> [REQUIRED ACTION]: Return every line below exactly as written.
(DATA FOR ANALYSIS begins)
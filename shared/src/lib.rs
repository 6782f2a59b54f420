use chrono::{DateTime, NaiveDate, NaiveTime, Utc};
use rust_decimal::Decimal;
use serde::{Deserialize, Serialize};
use std::collections::BTreeSet;
use std::fmt;

/// Coarse time-of-day bucket a customer can ask to be visited in.
#[derive(Debug, Clone, Copy, PartialEq, Eq, PartialOrd, Ord, Hash, Serialize, Deserialize)]
#[serde(rename_all = "lowercase")]
pub enum DayPart {
    Morning,
    Afternoon,
    Evening,
}

impl DayPart {
    /// 06-11 morning, 12-16 afternoon, anything else evening.
    pub fn from_hour(hour: u32) -> Self {
        match hour {
            6..=11 => DayPart::Morning,
            12..=16 => DayPart::Afternoon,
            _ => DayPart::Evening,
        }
    }

    pub fn as_str(&self) -> &'static str {
        match self {
            DayPart::Morning => "morning",
            DayPart::Afternoon => "afternoon",
            DayPart::Evening => "evening",
        }
    }

    pub fn parse(tag: &str) -> Option<Self> {
        match tag.trim().to_ascii_lowercase().as_str() {
            "morning" => Some(DayPart::Morning),
            "afternoon" => Some(DayPart::Afternoon),
            "evening" => Some(DayPart::Evening),
            _ => None,
        }
    }
}

impl fmt::Display for DayPart {
    fn fmt(&self, f: &mut fmt::Formatter<'_>) -> fmt::Result {
        f.write_str(self.as_str())
    }
}

/// Kind of service visit. Anything unrecognised falls into `Other`.
#[derive(Debug, Clone, Copy, PartialEq, Eq, Hash, Serialize, Deserialize)]
#[serde(rename_all = "lowercase", from = "String")]
pub enum JobType {
    Maintenance,
    Repair,
    Installation,
    Electrical,
    Other,
}

impl JobType {
    pub const ALL: [JobType; 5] = [
        JobType::Maintenance,
        JobType::Repair,
        JobType::Installation,
        JobType::Electrical,
        JobType::Other,
    ];

    pub fn as_str(&self) -> &'static str {
        match self {
            JobType::Maintenance => "maintenance",
            JobType::Repair => "repair",
            JobType::Installation => "installation",
            JobType::Electrical => "electrical",
            JobType::Other => "other",
        }
    }

    /// Lenient parse used for request input and stored rows.
    pub fn parse(value: &str) -> Self {
        match value.trim().to_ascii_lowercase().as_str() {
            "maintenance" => JobType::Maintenance,
            "repair" => JobType::Repair,
            "installation" => JobType::Installation,
            "electrical" => JobType::Electrical,
            _ => JobType::Other,
        }
    }
}

impl From<String> for JobType {
    fn from(value: String) -> Self {
        JobType::parse(&value)
    }
}

impl fmt::Display for JobType {
    fn fmt(&self, f: &mut fmt::Formatter<'_>) -> fmt::Result {
        f.write_str(self.as_str())
    }
}

#[derive(Debug, Clone, Copy, PartialEq, Eq, Hash, Serialize, Deserialize)]
#[serde(rename_all = "lowercase")]
pub enum JobStatus {
    Scheduled,
    Completed,
    Cancelled,
}

impl JobStatus {
    pub fn as_str(&self) -> &'static str {
        match self {
            JobStatus::Scheduled => "scheduled",
            JobStatus::Completed => "completed",
            JobStatus::Cancelled => "cancelled",
        }
    }

    pub fn is_terminal(&self) -> bool {
        !matches!(self, JobStatus::Scheduled)
    }
}

impl fmt::Display for JobStatus {
    fn fmt(&self, f: &mut fmt::Formatter<'_>) -> fmt::Result {
        f.write_str(self.as_str())
    }
}

#[derive(Debug, Clone, PartialEq, Eq)]
pub struct UnknownJobStatus(pub String);

impl fmt::Display for UnknownJobStatus {
    fn fmt(&self, f: &mut fmt::Formatter<'_>) -> fmt::Result {
        write!(f, "unknown job status '{}'", self.0)
    }
}

impl std::error::Error for UnknownJobStatus {}

impl TryFrom<String> for JobStatus {
    type Error = UnknownJobStatus;

    fn try_from(value: String) -> Result<Self, Self::Error> {
        match value.as_str() {
            "scheduled" => Ok(JobStatus::Scheduled),
            "completed" => Ok(JobStatus::Completed),
            "cancelled" => Ok(JobStatus::Cancelled),
            _ => Err(UnknownJobStatus(value)),
        }
    }
}

#[cfg_attr(feature = "sqlx", derive(sqlx::FromRow))]
#[derive(Debug, Clone, Serialize, Deserialize)]
pub struct Customer {
    pub id: i64,
    pub name: String,
    pub phone: Option<String>,
    pub email: Option<String>,
    pub address: Option<String>,
    pub notes: Option<String>,
    pub preferred_time: Vec<String>, // morning, afternoon, evening
    pub created_at: DateTime<Utc>,
}

impl Customer {
    /// Preferred day-parts; unknown tags are ignored, empty means no preference.
    pub fn day_parts(&self) -> BTreeSet<DayPart> {
        self.preferred_time
            .iter()
            .filter_map(|tag| DayPart::parse(tag))
            .collect()
    }
}

#[cfg_attr(feature = "sqlx", derive(sqlx::FromRow))]
#[derive(Debug, Clone, Serialize, Deserialize)]
pub struct Technician {
    pub id: i64,
    pub name: String,
    pub phone: Option<String>,
    pub email: Option<String>,
    pub skills: Vec<String>, // residential, commercial, electrical, ...
    pub hourly_rate: Decimal,
    pub active: bool,
    pub created_at: DateTime<Utc>,
}

impl Technician {
    /// Any-match: true when at least one of the technician's skills is required.
    pub fn has_any_skill(&self, required: &BTreeSet<String>) -> bool {
        self.skills.iter().any(|skill| required.contains(skill))
    }
}

#[cfg_attr(feature = "sqlx", derive(sqlx::FromRow))]
#[derive(Debug, Clone, Serialize, Deserialize)]
pub struct Job {
    pub id: i64,
    pub customer_id: i64,
    pub technician_id: Option<i64>,
    #[cfg_attr(feature = "sqlx", sqlx(try_from = "String"))]
    pub job_type: JobType,
    pub priority: i32, // lower is more urgent
    pub scheduled_date: NaiveDate,
    pub scheduled_time: NaiveTime,
    pub estimated_duration: i32, // minutes
    #[cfg_attr(feature = "sqlx", sqlx(try_from = "String"))]
    pub status: JobStatus,
    pub notes: Option<String>,
    pub job_value: Decimal,
    pub completed_at: Option<DateTime<Utc>>,
    pub followup_sent: bool,
    pub created_at: DateTime<Utc>,
}

/// A job joined with the names a caller usually wants to display.
#[cfg_attr(feature = "sqlx", derive(sqlx::FromRow))]
#[derive(Debug, Clone, Serialize, Deserialize)]
pub struct JobWithDetails {
    #[cfg_attr(feature = "sqlx", sqlx(flatten))]
    #[serde(flatten)]
    pub job: Job,
    pub customer_name: String,
    pub customer_address: Option<String>,
    pub technician_name: Option<String>,
}

#[derive(Debug, Clone, PartialEq, Serialize, Deserialize)]
pub struct DashboardKpis {
    pub jobs_today: i64,
    pub revenue_this_week: Decimal,
    /// Jobs completed in the trailing 30 days; a stand-in until invoices are tracked.
    pub open_invoices: i64,
}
(DATA FOR ANALYSIS ends)
> [EXERCISE RESULT]:
filename shared/src/lib.rs
repository 6782f2a59b54f420
use chrono::{DateTime, NaiveDate, NaiveTime, Utc};
use rust_decimal::Decimal;
use serde::{Deserialize, Serialize};
use std::collections::BTreeSet;
use std::fmt;

/// Coarse time-of-day bucket a customer can ask to be visited in.
#[derive(Debug, Clone, Copy, PartialEq, Eq, PartialOrd, Ord, Hash, Serialize, Deserialize)]
#[serde(rename_all = "lowercase")]
pub enum DayPart {
    Morning,
    Afternoon,
    Evening,
}

impl DayPart {
    /// 06-11 morning, 12-16 afternoon, anything else evening.
    pub fn from_hour(hour: u32) -> Self {
        match hour {
            6..=11 => DayPart::Morning,
            12..=16 => DayPart::Afternoon,
            _ => DayPart::Evening,
        }
    }

    pub fn as_str(&self) -> &'static str {
        match self {
            DayPart::Morning => "morning",
            DayPart::Afternoon => "afternoon",
            DayPart::Evening => "evening",
        }
    }

    pub fn parse(tag: &str) -> Option<Self> {
        match tag.trim().to_ascii_lowercase().as_str() {
            "morning" => Some(DayPart::Morning),
            "afternoon" => Some(DayPart::Afternoon),
            "evening" => Some(DayPart::Evening),
            _ => None,
        }
    }
}

impl fmt::Display for DayPart {
    fn fmt(&self, f: &mut fmt::Formatter<'_>) -> fmt::Result {
        f.write_str(self.as_str())
    }
}

/// Kind of service visit. Anything unrecognised falls into `Other`.
#[derive(Debug, Clone, Copy, PartialEq, Eq, Hash, Serialize, Deserialize)]
#[serde(rename_all = "lowercase", from = "String")]
pub enum JobType {
    Maintenance,
    Repair,
    Installation,
    Electrical,
    Other,
}

impl JobType {
    pub const ALL: [JobType; 5] = [
        JobType::Maintenance,
        JobType::Repair,
        JobType::Installation,
        JobType::Electrical,
        JobType::Other,
    ];

    pub fn as_str(&self) -> &'static str {
        match self {
            JobType::Maintenance => "maintenance",
            JobType::Repair => "repair",
            JobType::Installation => "installation",
            JobType::Electrical => "electrical",
            JobType::Other => "other",
        }
    }

    /// Lenient parse used for request input and stored rows.
    pub fn parse(value: &str) -> Self {
        match value.trim().to_ascii_lowercase().as_str() {
            "maintenance" => JobType::Maintenance,
            "repair" => JobType::Repair,
            "installation" => JobType::Installation,
            "electrical" => JobType::Electrical,
            _ => JobType::Other,
        }
    }
}

impl From<String> for JobType {
    fn from(value: String) -> Self {
        JobType::parse(&value)
    }
}

impl fmt::Display for JobType {
    fn fmt(&self, f: &mut fmt::Formatter<'_>) -> fmt::Result {
        f.write_str(self.as_str())
    }
}

#[derive(Debug, Clone, Copy, PartialEq, Eq, Hash, Serialize, Deserialize)]
#[serde(rename_all = "lowercase")]
pub enum JobStatus {
    Scheduled,
    Completed,
    Cancelled,
}

impl JobStatus {
    pub fn as_str(&self) -> &'static str {
        match self {
            JobStatus::Scheduled => "scheduled",
            JobStatus::Completed => "completed",
            JobStatus::Cancelled => "cancelled",
        }
    }

    pub fn is_terminal(&self) -> bool {
        !matches!(self, JobStatus::Scheduled)
    }
}

impl fmt::Display for JobStatus {
    fn fmt(&self, f: &mut fmt::Formatter<'_>) -> fmt::Result {
        f.write_str(self.as_str())
    }
}

#[derive(Debug, Clone, PartialEq, Eq)]
pub struct UnknownJobStatus(pub String);

impl fmt::Display for UnknownJobStatus {
    fn fmt(&self, f: &mut fmt::Formatter<'_>) -> fmt::Result {
        write!(f, "unknown job status '{}'", self.0)
    }
}

impl std::error::Error for UnknownJobStatus {}

impl TryFrom<String> for JobStatus {
    type Error = UnknownJobStatus;

    fn try_from(value: String) -> Result<Self, Self::Error> {
        match value.as_str() {
            "scheduled" => Ok(JobStatus::Scheduled),
            "completed" => Ok(JobStatus::Completed),
            "cancelled" => Ok(JobStatus::Cancelled),
            _ => Err(UnknownJobStatus(value)),
        }
    }
}

#[cfg_attr(feature = "sqlx", derive(sqlx::FromRow))]
#[derive(Debug, Clone, Serialize, Deserialize)]
pub struct Customer {
    pub id: i64,
    pub name: String,
    pub phone: Option<String>,
    pub email: Option<String>,
    pub address: Option<String>,
    pub notes: Option<String>,
    pub preferred_time: Vec<String>, // morning, afternoon, evening
    pub created_at: DateTime<Utc>,
}

impl Customer {
    /// Preferred day-parts; unknown tags are ignored, empty means no preference.
    pub fn day_parts(&self) -> BTreeSet<DayPart> {
        self.preferred_time
            .iter()
            .filter_map(|tag| DayPart::parse(tag))
            .collect()
    }
}

#[cfg_attr(feature = "sqlx", derive(sqlx::FromRow))]
#[derive(Debug, Clone, Serialize, Deserialize)]
pub struct Technician {
    pub id: i64,
    pub name: String,
    pub phone: Option<String>,
    pub email: Option<String>,
    pub skills: Vec<String>, // residential, commercial, electrical, ...
    pub hourly_rate: Decimal,
    pub active: bool,
    pub created_at: DateTime<Utc>,
}

impl Technician {
    /// Any-match: true when at least one of the technician's skills is required.
    pub fn has_any_skill(&self, required: &BTreeSet<String>) -> bool {
        self.skills.iter().any(|skill| required.contains(skill))
    }
}

#[cfg_attr(feature = "sqlx", derive(sqlx::FromRow))]
#[derive(Debug, Clone, Serialize, Deserialize)]
pub struct Job {
    pub id: i64,
    pub customer_id: i64,
    pub technician_id: Option<i64>,
    #[cfg_attr(feature = "sqlx", sqlx(try_from = "String"))]
    pub job_type: JobType,
    pub priority: i32, // lower is more urgent
    pub scheduled_date: NaiveDate,
    pub scheduled_time: NaiveTime,
    pub estimated_duration: i32, // minutes
    #[cfg_attr(feature = "sqlx", sqlx(try_from = "String"))]
    pub status: JobStatus,
    pub notes: Option<String>,
    pub job_value: Decimal,
    pub completed_at: Option<DateTime<Utc>>,
    pub followup_sent: bool,
    pub created_at: DateTime<Utc>,
}

/// A job joined with the names a caller usually wants to display.
#[cfg_attr(feature = "sqlx", derive(sqlx::FromRow))]
#[derive(Debug, Clone, Serialize, Deserialize)]
pub struct JobWithDetails {
    #[cfg_attr(feature = "sqlx", sqlx(flatten))]
    #[serde(flatten)]
    pub job: Job,
    pub customer_name: String,
    pub customer_address: Option<String>,
    pub technician_name: Option<String>,
}

#[derive(Debug, Clone, PartialEq, Serialize, Deserialize)]
pub struct DashboardKpis {
    pub jobs_today: i64,
    pub revenue_this_week: Decimal,
    /// Jobs completed in the trailing 30 days; a stand-in until invoices are tracked.
    pub open_invoices: i64,
}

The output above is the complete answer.